▸ Description of the task
What is the number of lines in the data below that hold the word "malformed"? Give nothing beyond that number.

▸ Data section
======

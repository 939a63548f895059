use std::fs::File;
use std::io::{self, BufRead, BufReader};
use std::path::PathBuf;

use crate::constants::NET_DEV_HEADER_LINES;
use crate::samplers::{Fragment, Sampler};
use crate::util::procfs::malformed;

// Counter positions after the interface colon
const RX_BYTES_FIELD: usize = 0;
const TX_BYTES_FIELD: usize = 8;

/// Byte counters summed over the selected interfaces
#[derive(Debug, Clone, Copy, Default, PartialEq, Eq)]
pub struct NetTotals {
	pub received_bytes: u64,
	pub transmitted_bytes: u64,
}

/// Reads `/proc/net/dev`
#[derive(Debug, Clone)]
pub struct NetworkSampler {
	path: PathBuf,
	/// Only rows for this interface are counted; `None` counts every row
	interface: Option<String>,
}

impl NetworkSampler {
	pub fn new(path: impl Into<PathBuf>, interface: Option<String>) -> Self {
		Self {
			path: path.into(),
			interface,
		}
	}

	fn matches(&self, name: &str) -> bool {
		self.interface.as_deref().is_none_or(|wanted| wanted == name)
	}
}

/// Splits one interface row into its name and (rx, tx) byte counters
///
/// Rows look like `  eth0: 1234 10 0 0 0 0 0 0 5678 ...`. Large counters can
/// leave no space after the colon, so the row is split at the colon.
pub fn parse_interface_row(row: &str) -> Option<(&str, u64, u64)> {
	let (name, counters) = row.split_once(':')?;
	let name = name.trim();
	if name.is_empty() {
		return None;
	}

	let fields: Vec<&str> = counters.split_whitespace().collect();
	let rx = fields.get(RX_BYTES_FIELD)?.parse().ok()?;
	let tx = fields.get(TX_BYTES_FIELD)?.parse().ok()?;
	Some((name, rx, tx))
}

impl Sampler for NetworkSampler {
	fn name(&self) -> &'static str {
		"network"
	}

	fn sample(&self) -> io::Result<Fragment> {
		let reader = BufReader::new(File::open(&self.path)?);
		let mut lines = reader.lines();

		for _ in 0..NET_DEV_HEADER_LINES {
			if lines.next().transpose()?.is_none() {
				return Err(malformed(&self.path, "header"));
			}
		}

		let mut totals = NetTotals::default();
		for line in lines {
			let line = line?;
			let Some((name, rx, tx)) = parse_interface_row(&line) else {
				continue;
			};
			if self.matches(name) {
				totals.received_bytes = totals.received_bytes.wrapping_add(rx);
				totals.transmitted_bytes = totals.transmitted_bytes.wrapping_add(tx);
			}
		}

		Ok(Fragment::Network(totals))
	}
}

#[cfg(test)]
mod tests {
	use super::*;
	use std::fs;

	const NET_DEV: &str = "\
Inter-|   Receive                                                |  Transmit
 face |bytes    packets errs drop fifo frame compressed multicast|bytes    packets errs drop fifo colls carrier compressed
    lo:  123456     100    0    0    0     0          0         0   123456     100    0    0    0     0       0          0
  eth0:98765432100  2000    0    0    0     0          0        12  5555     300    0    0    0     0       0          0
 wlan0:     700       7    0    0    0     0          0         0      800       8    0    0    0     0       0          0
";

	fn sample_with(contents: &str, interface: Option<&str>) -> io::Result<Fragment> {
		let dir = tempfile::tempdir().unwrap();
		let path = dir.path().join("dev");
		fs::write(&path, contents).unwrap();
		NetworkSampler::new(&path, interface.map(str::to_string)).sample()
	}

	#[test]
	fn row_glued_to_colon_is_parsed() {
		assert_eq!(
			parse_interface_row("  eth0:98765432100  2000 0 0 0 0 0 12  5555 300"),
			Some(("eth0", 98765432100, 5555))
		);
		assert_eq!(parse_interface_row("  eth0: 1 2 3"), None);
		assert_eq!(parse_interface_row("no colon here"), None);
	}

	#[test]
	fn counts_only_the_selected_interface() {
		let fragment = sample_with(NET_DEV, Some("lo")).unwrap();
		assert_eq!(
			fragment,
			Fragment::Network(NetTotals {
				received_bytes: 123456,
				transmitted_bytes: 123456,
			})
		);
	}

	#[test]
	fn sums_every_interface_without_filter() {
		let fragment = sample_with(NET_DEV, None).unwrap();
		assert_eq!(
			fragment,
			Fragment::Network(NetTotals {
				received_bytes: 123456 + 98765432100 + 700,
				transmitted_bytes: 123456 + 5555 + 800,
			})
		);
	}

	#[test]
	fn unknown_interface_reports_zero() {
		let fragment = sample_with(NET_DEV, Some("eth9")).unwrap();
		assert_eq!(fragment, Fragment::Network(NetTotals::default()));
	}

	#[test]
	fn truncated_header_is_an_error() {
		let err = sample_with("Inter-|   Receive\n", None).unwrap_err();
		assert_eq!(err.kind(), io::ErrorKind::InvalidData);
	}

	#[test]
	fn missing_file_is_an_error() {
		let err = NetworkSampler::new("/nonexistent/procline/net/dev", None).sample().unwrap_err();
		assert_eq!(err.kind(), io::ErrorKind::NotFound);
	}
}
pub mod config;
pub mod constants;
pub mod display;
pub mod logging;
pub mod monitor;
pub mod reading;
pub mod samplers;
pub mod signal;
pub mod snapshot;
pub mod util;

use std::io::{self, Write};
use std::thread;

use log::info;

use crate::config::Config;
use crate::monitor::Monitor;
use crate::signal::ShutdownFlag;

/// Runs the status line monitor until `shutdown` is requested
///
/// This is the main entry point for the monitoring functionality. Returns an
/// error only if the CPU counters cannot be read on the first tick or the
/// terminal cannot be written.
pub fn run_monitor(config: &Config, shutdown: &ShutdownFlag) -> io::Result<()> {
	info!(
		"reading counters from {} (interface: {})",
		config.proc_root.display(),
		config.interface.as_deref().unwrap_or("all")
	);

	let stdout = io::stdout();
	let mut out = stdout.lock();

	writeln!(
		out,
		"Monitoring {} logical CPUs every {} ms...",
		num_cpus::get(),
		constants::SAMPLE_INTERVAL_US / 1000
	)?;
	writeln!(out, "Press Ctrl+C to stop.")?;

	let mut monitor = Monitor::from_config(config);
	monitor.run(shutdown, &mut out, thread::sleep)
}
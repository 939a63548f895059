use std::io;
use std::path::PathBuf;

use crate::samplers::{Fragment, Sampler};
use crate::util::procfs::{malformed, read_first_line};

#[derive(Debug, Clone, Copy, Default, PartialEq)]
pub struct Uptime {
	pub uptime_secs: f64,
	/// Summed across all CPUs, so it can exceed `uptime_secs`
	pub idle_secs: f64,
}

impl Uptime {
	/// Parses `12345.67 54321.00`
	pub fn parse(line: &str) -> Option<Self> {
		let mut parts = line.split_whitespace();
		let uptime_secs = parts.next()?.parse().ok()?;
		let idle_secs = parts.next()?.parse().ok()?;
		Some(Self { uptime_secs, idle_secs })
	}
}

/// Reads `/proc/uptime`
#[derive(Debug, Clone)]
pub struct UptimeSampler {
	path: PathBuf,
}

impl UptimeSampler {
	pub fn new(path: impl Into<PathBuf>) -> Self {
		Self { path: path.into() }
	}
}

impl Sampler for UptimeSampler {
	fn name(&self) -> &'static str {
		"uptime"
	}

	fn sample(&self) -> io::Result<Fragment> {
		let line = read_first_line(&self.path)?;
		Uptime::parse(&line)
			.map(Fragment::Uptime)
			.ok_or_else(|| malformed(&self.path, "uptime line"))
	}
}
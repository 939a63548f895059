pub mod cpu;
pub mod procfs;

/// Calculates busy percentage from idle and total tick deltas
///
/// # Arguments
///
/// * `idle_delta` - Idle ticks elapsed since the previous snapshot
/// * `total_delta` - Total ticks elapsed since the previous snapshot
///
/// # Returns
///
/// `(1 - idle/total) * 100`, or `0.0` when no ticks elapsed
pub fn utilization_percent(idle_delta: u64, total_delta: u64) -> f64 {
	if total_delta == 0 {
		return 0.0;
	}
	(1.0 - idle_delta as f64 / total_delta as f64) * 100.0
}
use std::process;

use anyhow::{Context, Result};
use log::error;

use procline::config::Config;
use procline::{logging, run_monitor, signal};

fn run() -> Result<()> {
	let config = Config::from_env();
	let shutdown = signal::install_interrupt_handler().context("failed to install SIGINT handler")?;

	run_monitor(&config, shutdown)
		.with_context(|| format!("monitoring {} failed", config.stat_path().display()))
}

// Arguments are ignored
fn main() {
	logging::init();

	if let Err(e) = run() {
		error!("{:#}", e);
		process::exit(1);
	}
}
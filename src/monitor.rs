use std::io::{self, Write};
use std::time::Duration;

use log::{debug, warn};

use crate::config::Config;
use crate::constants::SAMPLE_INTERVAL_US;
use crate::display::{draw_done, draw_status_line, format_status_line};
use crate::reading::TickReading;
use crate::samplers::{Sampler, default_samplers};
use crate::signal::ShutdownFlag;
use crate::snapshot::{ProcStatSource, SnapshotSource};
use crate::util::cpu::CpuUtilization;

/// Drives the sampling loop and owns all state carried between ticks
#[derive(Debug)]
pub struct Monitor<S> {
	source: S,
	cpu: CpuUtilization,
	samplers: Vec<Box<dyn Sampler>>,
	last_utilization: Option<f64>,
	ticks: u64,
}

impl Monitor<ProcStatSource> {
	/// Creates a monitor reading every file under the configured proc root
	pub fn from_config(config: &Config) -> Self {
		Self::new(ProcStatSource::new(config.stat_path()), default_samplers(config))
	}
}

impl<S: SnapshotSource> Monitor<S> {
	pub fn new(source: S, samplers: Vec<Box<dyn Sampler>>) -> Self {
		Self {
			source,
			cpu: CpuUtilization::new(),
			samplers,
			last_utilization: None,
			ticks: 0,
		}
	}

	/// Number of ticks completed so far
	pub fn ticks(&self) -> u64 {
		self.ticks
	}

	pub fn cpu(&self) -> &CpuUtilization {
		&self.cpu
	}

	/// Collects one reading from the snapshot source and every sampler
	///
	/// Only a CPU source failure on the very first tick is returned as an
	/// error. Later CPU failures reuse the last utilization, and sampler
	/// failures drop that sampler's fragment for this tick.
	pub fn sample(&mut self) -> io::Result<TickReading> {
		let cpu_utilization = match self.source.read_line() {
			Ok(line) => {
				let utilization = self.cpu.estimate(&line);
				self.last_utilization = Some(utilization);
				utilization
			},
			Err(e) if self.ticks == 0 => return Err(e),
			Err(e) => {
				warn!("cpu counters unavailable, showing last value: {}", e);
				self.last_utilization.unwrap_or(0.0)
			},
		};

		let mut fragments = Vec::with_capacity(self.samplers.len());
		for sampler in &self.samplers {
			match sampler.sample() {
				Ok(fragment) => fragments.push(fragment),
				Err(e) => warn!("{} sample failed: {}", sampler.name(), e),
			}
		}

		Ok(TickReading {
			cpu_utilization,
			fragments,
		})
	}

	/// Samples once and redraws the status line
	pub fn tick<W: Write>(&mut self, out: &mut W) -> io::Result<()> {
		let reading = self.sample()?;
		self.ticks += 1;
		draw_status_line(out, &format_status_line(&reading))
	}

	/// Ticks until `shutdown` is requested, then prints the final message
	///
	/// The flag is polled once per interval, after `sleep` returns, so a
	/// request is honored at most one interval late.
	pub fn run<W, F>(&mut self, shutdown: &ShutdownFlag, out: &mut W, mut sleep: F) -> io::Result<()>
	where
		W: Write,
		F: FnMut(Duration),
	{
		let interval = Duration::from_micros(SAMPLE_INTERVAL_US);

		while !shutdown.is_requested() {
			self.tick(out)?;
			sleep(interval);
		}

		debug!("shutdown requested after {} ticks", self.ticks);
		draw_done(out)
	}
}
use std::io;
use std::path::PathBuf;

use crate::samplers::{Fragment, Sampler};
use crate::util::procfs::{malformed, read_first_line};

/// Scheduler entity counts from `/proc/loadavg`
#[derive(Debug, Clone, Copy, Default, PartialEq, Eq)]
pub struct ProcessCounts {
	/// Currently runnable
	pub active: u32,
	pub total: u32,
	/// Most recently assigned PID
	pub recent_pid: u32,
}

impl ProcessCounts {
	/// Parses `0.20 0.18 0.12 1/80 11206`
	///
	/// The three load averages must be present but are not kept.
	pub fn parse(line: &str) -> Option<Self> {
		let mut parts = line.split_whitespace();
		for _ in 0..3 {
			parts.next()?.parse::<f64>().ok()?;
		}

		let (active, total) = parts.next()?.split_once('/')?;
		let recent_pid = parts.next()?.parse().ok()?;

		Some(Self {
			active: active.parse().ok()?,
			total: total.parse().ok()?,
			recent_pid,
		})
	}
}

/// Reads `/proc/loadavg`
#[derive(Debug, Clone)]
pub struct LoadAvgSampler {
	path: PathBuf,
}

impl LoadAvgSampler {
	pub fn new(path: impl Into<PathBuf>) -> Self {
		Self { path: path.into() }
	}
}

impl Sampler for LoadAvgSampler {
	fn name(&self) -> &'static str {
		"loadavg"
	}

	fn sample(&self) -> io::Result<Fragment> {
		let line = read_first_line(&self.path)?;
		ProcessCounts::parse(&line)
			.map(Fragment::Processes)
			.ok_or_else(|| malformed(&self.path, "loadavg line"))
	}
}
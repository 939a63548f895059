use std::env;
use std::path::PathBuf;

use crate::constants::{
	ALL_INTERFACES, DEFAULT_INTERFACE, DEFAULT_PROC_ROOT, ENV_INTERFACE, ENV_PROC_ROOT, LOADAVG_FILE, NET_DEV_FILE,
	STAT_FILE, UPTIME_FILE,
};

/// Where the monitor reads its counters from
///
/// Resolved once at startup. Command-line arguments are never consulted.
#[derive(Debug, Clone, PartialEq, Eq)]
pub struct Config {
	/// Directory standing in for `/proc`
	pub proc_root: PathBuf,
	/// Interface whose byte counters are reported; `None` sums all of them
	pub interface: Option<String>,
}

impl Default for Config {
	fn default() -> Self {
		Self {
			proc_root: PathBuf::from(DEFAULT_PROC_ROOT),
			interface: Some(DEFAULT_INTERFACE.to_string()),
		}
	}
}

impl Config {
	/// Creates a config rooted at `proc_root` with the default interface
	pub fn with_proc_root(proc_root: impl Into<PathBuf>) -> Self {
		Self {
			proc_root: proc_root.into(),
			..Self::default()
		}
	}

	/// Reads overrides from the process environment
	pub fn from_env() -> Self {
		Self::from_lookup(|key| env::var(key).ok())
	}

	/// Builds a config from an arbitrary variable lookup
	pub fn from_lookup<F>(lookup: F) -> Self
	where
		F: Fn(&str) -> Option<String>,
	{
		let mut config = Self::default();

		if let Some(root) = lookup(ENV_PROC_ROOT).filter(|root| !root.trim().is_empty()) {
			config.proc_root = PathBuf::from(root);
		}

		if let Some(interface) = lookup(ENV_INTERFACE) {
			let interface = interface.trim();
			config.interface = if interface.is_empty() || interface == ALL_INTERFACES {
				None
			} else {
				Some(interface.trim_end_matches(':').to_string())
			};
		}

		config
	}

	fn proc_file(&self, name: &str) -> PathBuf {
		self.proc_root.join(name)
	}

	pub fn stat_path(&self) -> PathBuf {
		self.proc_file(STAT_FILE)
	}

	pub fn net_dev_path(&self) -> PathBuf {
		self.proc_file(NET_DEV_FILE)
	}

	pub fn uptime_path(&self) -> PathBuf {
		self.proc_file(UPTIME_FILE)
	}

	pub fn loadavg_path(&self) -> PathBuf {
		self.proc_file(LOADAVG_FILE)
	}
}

======

▸ Response below
6